▶ _Goal of the exercise_: Go through the entries below and tally each line holding the string "inline". Return the number only.

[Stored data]
Segment Open
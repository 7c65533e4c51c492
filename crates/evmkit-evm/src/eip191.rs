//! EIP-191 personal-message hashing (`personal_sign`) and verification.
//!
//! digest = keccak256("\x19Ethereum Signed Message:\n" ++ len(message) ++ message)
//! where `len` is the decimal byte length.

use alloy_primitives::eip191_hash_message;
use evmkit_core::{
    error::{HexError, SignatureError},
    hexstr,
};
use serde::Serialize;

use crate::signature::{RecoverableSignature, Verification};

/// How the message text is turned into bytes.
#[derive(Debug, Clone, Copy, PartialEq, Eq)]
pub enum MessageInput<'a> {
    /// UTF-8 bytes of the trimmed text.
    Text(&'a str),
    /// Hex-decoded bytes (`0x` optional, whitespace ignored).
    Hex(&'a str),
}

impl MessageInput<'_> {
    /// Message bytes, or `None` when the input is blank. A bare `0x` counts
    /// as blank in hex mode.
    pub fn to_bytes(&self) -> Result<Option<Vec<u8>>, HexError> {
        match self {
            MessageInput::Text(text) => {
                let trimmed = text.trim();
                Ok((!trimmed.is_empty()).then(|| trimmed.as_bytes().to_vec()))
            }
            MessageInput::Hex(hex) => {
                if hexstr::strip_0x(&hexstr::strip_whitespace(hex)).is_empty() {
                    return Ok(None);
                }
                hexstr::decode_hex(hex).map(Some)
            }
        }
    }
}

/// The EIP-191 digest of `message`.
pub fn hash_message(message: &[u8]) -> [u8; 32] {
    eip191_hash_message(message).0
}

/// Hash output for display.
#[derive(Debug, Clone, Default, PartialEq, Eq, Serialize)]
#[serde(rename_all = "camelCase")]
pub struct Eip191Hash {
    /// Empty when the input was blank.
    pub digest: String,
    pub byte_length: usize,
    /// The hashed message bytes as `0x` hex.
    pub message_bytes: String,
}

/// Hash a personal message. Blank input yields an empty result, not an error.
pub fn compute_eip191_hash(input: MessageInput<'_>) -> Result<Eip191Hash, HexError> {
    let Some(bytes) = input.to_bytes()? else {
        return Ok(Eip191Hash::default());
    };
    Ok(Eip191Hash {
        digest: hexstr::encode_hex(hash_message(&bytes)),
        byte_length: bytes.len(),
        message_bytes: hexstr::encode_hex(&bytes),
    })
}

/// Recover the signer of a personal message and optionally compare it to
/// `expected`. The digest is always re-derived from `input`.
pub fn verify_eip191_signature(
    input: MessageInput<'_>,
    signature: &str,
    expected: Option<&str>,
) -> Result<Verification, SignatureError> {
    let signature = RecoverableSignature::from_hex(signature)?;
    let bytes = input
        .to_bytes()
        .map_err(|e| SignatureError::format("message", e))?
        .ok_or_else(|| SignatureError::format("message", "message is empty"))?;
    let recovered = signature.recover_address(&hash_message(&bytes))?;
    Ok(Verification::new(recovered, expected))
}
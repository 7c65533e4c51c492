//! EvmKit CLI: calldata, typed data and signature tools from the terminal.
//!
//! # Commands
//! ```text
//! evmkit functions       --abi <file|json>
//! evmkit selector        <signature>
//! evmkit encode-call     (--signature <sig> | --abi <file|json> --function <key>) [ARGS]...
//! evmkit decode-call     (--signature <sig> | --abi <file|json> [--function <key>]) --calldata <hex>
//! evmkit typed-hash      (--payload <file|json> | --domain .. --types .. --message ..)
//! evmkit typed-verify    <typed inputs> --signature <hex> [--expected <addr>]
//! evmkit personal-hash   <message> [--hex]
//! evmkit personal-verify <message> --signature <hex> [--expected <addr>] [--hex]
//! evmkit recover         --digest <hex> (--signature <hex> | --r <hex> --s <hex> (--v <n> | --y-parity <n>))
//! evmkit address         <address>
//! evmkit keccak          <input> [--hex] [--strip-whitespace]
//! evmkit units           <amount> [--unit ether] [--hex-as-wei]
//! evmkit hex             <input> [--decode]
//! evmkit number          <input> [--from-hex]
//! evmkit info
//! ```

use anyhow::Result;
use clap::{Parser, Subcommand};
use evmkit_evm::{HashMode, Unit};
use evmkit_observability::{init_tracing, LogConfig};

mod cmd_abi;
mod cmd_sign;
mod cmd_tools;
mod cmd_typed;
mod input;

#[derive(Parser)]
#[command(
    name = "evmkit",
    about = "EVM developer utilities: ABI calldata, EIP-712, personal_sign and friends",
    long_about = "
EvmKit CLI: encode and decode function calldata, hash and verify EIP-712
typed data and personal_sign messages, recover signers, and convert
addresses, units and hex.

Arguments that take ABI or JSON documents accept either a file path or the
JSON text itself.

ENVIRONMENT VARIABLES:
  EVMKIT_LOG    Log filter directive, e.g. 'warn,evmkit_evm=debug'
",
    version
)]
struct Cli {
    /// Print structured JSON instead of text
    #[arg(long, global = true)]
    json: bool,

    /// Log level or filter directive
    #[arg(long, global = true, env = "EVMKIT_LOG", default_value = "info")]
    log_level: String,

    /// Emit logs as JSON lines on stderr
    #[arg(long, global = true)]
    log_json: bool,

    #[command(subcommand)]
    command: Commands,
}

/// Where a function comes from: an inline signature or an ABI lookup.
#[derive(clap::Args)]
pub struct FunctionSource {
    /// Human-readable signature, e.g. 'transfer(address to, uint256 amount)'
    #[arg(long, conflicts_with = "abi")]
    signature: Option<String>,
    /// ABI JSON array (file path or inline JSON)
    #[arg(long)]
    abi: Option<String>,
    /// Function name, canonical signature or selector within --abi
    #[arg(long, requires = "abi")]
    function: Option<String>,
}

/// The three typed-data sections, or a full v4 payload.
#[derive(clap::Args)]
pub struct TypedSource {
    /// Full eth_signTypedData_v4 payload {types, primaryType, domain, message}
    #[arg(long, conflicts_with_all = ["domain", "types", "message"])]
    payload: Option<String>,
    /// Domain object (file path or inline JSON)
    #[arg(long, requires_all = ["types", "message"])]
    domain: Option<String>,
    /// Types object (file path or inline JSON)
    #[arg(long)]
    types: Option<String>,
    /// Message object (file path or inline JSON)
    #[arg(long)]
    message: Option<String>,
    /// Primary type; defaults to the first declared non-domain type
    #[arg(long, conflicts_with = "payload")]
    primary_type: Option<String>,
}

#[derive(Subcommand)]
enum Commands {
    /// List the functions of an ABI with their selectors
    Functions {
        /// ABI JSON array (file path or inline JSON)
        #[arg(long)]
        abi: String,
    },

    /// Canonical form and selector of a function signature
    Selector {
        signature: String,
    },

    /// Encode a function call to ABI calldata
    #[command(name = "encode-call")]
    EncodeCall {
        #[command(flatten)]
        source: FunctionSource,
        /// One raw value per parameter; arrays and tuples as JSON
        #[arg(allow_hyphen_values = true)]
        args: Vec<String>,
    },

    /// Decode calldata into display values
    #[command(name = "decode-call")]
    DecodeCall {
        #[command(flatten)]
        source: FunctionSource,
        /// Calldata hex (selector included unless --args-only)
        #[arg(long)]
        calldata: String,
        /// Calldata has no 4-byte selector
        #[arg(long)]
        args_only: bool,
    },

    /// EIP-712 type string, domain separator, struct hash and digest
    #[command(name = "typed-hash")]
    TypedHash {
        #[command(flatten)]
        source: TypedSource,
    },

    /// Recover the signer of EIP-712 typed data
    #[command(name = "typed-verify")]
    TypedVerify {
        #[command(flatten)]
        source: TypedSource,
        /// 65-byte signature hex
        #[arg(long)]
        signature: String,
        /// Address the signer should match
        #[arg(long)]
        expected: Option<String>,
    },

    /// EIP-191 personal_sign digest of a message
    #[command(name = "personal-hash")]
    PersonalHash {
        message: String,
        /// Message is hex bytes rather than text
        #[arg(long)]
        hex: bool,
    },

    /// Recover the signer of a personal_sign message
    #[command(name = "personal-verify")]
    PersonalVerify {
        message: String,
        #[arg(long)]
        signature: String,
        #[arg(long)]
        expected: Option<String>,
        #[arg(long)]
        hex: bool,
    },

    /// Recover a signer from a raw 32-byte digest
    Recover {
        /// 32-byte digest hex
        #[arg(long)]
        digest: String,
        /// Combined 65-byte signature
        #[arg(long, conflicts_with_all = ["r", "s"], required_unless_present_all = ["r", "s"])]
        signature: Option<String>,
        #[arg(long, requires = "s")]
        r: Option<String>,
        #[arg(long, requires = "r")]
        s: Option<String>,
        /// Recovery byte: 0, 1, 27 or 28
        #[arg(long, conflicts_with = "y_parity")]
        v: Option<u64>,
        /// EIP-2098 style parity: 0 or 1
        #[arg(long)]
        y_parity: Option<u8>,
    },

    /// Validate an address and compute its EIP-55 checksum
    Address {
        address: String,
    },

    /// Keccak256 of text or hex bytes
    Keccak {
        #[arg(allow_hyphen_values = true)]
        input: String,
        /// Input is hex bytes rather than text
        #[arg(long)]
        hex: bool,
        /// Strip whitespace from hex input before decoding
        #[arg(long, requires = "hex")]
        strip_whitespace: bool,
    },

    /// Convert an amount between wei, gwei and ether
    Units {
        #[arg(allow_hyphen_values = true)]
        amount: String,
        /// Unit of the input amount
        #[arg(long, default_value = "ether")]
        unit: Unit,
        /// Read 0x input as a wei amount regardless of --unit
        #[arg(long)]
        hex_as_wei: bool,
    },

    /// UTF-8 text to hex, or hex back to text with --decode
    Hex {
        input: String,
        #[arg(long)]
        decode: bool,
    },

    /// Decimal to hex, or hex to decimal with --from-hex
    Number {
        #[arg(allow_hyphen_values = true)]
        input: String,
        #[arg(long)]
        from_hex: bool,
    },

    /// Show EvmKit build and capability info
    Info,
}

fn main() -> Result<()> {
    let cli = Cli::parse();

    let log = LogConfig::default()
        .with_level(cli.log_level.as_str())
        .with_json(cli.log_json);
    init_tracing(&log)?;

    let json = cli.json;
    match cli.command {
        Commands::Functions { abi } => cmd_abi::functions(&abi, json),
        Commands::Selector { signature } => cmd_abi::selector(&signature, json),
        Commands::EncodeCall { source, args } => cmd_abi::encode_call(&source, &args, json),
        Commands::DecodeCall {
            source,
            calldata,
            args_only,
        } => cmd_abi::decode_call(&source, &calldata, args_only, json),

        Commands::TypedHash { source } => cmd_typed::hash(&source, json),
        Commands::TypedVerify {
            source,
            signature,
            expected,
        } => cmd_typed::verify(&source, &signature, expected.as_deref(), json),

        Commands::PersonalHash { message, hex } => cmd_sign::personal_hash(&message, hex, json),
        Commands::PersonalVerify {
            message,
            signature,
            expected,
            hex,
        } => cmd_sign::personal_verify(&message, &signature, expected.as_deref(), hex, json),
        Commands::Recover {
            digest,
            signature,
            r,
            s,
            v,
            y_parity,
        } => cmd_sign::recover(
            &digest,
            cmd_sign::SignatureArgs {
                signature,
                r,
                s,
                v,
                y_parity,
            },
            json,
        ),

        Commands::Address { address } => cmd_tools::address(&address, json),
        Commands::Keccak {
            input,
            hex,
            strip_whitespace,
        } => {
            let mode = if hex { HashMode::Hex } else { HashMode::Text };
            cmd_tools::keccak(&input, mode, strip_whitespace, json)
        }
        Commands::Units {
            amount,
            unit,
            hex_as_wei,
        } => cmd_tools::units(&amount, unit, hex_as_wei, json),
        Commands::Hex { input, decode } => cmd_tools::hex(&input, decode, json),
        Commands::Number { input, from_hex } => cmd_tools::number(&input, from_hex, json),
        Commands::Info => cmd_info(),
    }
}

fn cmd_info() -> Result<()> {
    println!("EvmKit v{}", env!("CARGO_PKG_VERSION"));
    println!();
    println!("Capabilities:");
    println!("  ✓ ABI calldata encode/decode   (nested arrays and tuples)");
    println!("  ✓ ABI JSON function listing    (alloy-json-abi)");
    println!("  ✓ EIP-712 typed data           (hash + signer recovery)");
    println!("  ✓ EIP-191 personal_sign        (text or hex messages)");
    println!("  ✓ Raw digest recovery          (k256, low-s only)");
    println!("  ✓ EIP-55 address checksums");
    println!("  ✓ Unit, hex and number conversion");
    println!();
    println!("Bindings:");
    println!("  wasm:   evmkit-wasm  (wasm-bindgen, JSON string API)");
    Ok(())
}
Segment Closed
Segment Open
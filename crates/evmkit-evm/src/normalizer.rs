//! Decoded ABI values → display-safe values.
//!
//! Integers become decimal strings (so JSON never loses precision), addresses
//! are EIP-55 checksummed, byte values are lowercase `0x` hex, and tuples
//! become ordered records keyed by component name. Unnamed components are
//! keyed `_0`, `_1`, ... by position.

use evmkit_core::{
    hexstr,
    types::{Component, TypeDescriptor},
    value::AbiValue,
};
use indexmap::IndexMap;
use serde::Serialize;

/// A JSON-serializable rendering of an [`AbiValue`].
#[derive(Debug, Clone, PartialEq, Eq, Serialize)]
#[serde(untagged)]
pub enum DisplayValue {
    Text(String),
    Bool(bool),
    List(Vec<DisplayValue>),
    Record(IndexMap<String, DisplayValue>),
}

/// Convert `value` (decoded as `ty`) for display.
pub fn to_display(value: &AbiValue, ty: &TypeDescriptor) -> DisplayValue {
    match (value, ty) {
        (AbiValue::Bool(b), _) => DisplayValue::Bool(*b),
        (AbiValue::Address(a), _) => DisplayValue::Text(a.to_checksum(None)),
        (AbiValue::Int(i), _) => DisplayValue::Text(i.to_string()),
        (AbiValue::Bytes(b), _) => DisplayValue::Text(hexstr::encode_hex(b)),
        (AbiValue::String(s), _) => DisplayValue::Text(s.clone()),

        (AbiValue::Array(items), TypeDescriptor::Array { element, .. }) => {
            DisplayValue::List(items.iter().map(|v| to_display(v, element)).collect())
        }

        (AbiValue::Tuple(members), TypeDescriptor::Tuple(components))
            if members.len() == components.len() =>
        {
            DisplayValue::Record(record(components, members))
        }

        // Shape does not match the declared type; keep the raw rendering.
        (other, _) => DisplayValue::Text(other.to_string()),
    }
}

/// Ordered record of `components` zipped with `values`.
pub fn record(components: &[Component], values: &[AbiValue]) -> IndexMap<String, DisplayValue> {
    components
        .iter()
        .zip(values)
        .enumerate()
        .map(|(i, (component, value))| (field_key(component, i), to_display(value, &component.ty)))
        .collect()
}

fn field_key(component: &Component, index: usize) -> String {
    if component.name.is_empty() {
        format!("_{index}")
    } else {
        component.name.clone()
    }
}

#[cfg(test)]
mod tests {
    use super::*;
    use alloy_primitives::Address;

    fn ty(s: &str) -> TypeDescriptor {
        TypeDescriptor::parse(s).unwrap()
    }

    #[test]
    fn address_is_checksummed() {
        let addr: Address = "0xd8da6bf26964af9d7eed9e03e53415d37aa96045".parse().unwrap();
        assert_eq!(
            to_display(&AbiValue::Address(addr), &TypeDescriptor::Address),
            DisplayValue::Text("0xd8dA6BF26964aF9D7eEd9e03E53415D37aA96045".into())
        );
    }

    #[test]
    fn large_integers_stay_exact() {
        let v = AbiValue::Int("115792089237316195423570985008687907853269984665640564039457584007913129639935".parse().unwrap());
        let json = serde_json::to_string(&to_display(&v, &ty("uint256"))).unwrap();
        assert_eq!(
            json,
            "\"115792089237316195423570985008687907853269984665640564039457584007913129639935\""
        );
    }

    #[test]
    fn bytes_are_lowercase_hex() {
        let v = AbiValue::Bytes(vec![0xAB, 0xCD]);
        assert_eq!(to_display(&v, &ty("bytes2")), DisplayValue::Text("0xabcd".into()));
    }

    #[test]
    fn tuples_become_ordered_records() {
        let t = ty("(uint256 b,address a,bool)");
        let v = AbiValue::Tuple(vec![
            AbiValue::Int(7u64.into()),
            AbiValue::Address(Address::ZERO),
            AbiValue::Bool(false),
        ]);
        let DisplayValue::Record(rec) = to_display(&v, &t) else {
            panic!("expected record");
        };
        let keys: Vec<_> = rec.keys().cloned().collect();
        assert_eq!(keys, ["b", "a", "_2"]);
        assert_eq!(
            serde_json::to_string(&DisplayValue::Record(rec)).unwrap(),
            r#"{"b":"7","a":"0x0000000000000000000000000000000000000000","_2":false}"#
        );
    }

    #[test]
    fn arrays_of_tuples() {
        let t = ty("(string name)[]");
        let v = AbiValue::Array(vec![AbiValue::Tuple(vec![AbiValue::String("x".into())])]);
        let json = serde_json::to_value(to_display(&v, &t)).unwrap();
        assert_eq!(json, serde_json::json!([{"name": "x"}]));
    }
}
Segment Closed
Segment Open
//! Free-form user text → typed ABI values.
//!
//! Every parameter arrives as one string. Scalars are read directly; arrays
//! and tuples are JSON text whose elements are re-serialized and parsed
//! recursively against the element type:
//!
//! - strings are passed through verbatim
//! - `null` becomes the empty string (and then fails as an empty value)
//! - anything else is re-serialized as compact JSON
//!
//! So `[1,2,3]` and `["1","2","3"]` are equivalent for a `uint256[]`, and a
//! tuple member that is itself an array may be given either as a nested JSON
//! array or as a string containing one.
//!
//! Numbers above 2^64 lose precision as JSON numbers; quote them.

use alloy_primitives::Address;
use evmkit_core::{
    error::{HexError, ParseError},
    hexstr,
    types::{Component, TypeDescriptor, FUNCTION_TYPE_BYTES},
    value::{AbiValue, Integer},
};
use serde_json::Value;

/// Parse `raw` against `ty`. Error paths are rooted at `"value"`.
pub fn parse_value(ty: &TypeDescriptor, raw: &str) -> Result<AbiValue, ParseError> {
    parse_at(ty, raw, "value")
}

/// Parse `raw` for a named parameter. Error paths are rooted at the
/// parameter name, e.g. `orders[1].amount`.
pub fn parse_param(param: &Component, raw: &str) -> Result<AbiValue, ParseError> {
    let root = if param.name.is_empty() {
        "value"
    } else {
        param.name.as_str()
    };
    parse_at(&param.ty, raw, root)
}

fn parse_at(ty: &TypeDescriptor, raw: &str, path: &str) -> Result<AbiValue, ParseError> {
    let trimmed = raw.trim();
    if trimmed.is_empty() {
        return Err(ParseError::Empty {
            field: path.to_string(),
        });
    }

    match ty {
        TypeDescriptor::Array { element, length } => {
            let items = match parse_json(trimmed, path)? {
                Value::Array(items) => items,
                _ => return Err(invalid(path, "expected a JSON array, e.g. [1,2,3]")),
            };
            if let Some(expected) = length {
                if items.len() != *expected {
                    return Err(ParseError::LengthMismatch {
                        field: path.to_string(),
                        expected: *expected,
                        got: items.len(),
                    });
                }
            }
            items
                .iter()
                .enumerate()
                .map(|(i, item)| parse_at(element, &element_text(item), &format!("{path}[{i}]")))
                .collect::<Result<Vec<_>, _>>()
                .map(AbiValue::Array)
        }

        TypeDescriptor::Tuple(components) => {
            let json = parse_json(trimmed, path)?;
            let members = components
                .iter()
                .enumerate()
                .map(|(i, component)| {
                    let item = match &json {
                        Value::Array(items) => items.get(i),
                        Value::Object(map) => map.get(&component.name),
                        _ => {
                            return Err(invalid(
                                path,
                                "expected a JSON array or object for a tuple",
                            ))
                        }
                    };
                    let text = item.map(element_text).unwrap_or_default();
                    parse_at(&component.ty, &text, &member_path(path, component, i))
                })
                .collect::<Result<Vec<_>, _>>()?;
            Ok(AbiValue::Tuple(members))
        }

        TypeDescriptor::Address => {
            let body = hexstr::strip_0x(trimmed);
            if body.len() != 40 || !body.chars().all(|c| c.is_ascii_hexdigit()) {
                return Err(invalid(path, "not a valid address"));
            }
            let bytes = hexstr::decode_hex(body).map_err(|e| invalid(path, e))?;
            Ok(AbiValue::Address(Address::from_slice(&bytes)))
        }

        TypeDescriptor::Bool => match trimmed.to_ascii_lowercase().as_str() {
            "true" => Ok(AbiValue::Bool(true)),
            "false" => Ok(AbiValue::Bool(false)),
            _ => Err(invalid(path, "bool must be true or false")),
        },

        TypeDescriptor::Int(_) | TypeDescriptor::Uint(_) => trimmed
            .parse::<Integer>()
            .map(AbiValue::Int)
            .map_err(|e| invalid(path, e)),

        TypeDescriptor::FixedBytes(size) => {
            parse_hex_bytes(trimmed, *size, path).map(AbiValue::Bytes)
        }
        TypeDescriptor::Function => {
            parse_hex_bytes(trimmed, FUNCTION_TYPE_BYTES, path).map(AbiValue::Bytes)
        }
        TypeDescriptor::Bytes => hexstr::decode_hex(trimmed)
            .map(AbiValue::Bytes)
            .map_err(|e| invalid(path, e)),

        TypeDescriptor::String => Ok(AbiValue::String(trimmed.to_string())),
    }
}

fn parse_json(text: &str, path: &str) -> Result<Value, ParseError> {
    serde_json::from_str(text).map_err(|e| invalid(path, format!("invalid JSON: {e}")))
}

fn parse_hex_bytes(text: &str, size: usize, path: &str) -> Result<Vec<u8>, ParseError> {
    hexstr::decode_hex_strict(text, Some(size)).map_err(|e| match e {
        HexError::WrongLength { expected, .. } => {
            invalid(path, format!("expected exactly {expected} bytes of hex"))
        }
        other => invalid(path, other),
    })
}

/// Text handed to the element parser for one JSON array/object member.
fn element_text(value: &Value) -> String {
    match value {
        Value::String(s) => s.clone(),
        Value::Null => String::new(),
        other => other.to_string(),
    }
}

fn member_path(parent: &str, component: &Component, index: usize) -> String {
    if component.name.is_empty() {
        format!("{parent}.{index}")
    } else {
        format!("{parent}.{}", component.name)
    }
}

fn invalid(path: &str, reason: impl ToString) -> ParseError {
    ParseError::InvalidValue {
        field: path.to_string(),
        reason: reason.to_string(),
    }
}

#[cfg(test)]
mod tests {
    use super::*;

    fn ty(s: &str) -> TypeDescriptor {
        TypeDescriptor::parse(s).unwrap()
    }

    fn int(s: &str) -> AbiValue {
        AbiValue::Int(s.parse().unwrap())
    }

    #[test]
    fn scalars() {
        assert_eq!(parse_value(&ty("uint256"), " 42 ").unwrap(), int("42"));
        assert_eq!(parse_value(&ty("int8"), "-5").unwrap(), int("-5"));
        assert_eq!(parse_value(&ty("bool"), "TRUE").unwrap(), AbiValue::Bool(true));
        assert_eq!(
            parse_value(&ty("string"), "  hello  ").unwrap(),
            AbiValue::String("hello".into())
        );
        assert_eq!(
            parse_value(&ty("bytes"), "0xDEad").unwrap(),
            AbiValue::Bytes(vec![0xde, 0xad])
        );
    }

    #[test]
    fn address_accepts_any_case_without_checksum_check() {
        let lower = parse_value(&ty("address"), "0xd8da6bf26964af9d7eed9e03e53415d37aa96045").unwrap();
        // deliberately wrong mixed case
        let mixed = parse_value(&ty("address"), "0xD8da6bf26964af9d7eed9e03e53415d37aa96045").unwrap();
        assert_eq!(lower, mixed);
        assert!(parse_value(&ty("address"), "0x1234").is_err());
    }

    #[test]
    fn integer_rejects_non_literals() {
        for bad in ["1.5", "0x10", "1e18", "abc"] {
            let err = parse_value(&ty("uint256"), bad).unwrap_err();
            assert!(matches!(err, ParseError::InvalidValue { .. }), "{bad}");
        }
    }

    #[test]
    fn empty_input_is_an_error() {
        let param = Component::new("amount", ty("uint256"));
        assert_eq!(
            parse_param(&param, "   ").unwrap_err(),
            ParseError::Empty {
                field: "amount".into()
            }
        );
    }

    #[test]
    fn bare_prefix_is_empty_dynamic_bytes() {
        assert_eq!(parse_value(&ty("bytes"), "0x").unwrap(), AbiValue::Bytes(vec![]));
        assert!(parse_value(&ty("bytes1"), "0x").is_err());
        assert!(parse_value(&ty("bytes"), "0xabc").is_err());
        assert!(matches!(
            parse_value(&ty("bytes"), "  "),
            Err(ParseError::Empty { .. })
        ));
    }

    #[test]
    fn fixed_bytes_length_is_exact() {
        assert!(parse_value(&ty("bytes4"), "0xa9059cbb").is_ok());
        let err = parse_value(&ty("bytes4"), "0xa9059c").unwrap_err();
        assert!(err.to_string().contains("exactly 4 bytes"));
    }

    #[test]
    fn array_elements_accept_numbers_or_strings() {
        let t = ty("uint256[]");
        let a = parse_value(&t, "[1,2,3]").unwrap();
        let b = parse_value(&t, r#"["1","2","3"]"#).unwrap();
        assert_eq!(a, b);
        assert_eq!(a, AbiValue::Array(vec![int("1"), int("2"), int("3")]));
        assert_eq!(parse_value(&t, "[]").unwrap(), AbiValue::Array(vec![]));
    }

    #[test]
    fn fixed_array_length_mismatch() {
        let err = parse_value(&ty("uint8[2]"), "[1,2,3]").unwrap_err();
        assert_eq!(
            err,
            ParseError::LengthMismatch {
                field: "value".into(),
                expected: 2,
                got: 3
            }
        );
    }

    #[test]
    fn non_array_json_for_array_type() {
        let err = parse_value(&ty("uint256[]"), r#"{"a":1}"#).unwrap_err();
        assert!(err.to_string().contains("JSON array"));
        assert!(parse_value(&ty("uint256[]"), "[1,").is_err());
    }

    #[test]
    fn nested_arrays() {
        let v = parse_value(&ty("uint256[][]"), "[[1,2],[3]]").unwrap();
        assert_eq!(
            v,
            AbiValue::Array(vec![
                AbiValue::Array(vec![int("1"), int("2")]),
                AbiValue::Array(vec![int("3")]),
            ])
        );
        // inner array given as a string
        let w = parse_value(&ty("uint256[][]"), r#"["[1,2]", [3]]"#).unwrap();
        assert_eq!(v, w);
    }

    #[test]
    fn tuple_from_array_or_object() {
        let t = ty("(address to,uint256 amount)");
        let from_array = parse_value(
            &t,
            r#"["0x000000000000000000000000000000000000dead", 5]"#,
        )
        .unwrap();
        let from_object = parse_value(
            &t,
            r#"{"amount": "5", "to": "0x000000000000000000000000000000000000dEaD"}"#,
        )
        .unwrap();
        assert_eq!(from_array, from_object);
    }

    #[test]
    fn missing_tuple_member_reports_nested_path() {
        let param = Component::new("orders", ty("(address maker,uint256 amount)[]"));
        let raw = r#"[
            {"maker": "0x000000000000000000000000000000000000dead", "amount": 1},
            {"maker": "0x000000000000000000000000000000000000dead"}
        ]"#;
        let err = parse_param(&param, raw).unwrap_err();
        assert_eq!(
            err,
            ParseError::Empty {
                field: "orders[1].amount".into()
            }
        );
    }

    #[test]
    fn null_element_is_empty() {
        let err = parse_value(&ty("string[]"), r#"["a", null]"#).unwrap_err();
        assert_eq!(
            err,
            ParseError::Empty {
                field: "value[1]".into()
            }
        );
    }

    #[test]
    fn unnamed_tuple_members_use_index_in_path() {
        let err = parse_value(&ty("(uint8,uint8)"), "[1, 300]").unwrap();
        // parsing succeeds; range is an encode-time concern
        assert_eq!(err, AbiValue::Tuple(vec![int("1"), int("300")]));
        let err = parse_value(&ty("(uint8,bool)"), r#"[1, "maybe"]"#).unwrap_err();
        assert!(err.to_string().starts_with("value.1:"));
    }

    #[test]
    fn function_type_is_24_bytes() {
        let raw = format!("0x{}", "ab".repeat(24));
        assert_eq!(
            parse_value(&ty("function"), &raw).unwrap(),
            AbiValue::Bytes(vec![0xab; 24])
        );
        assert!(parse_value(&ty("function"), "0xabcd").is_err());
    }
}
Segment Closed
▶ _Response_: 6